Now, it’s important to remember that it isn’t true that you literally CANNOT break up with someone in early December. You absolutely can. But it’s also okay to choose not to. So what I suggest is that if you have found yourself in early December, wanting to break up with someone but not having quite managed to do it yet, and not wanting to do it until the holidays are over, is this: DECIDE, right now, that you’re going to wait until the holidays are over to execute your breakup. If you want to postpone your breakup until after the holidays, you can, and if that is what you want, I encourage you to make that your official decision, and then get on with the business of making the best of that decision.
What sometimes keeps people from making that decision and then committing to making the best of it is a fear that it’s really bad to break up with someone right after the holidays are over. People don’t want to break up with someone during the holidays, because that seems really bad, but they also don’t want to break up with someone right after the holidays, because that seems really bad, too.
Here's the deal, people. If you really don’t want to break up with someone during the holidays, it’s your prerogative to choose not to do that. But if that’s what you choose, then you’re going to have to do it after the holidays. Unless, of course, you want to keep putting off breaking up with your person forever, and you may not want to do that! I know that so many of us dread initiating a breakup, and I know that actually executing a breakup can be mighty uncomfortable. But if you want to be able to experience life beyond the realm of a particular relationship, then dealing with that discomfort is WORTH IT.
It’s really important to remember that whenever you choose to break up with someone, there are probably going to be features of the timing that you could consider challenging, or less than ideal, and reasons why you could consider the timing advantageous. And from the perspective of the person you’re breaking up with, anytime you break up with them might seem like a bad time for a breakup, and any OTHER time might seem like a time that would have been better for you to have chosen.
So with that in mind, let’s talk about how you can make the best of breaking up with someone right after the holidays. Let’s talk about why committing to breaking up with someone after the holidays can be great – or at least very much okay - and what you want to do AFTER you make the decision to time your breakup in this manner.
This might sound really obvious, but it’s really important. If you really don’t want to break up with someone during the holidays, for whatever reasons, you simply do not have to. Recognizing that, and giving yourself permission to not do something you don’t want to do is really important. Recognizing and making use of your own agency is not a small thing.
What happens for some people is they get the idea in their head well in advance of the holidays that they want to break up with their person – maybe their spouse or committed partner, maybe their affair partner, maybe someone else – but they don’t manage to actually execute the breakup.

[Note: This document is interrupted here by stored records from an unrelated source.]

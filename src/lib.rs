//! VenomQueue - named fixed-capacity message queue in shared memory
//!
//! Independent processes attach to the same queue by name and exchange
//! bounded messages through a ring of fixed-size slots.
//!
//! # Architecture
//!
//! - **Naming** ([`shm`]): validated names, create / attach / unlink of POSIX segments
//! - **Layout** ([`layout`]): header, slot array and the attach fingerprint
//! - **Lock** ([`lock`]): cross-process lock that survives a crashed holder
//! - **Ring** ([`ring`]): FIFO push / pop with crash-repairable ordering
//! - **Handle** ([`queue`]): per-process capability with producer / consumer roles
//!
//! Push and pop never wait for space or data: they fail fast with
//! [`QueueError::Full`] or [`QueueError::Empty`].
//!
//! ```no_run
//! use venom_queue::{OpenFlags, Queue};
//!
//! let producer = Queue::open("/jobs", 1024, 4096, OpenFlags::CREATE | OpenFlags::PRODUCER)?;
//! let consumer = Queue::open("/jobs", 0, 0, OpenFlags::CONSUMER)?;
//!
//! producer.push(b"hello")?;
//! let mut buf = [0u8; 4096];
//! let len = consumer.pop(&mut buf)?;
//! assert_eq!(&buf[..len], b"hello");
//! # Ok::<(), venom_queue::QueueError>(())
//! ```

pub mod config;
pub mod diagnose;
pub mod error;
pub mod layout;
pub mod lock;
pub mod queue;
pub mod ring;
pub mod shm;

pub use config::QueueConfig;
pub use diagnose::{diagnose, Diagnostic, QueueState};
pub use error::{describe_code, QueueError, Result, Status};
pub use queue::{OpenFlags, Queue, QueueStats};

And then the holidays creep up, and they think, “Okay, I’ve really got to break up with them well before the holidays, I know I want to do it, so I really need to make this happen” and then that doesn’t happen, and they start to give themselves a hard time for that, and then all of a sudden, Thanksgiving draws near, and they don’t break up with their person before Thanksgiving, and they feel kind of awful about that, but then a few more days pass and then whoops, all of a sudden it’s mid-December. And they’re like, “Oh my god, I should have broken up with this person MONTHS AGO, so I should really do it now, instead of dragging this out for any longer, but I can’t do it now, because we’re in the middle of the holidays, and I just don’t want to do that to them.”
And then we drive ourselves crazy by telling ourselves that we should do something, but we don’t really want to, and we don’t make a clear decision about how we’re going to make the best of our situation. We beat ourselves up from multiple angles, instead of deciding what we’re going to do and making the best of it.
If you just do not want to break up with someone during the holidays, allow yourself to decide to wait until after the holidays, and then allow yourself to enjoy not dealing with a breakup during the holidays.
A lot of people say they don’t want to break up with their person during the holidays because they don’t want to ruin the holidays for their person – but then they’re so freaked out about breaking up with their person after the holidays are over that they act really weird in their relationship throughout the holidays. And this may not be fun for you, OR for your soon-to-be-ex person. And moreover, if you’re super uncomfortable because whenever you’re around them, all you can think about is how you’re going to break up with them after the holidays, they may sense that something is amiss with you, and they may want to know what’s wrong. And that may compound your problems. If you are hoping to engage with your person – or your soon-to-be-ex person – during the holidays in a way that brings them joy, you’re going to have allow yourself to be really present with them. Instead of focusing on the future and thinking about your breakup, you’re going to have to be able to be in the moment with them.
Some people say, well how can I possibly do that, when I know I’m going to be breaking up with them soon?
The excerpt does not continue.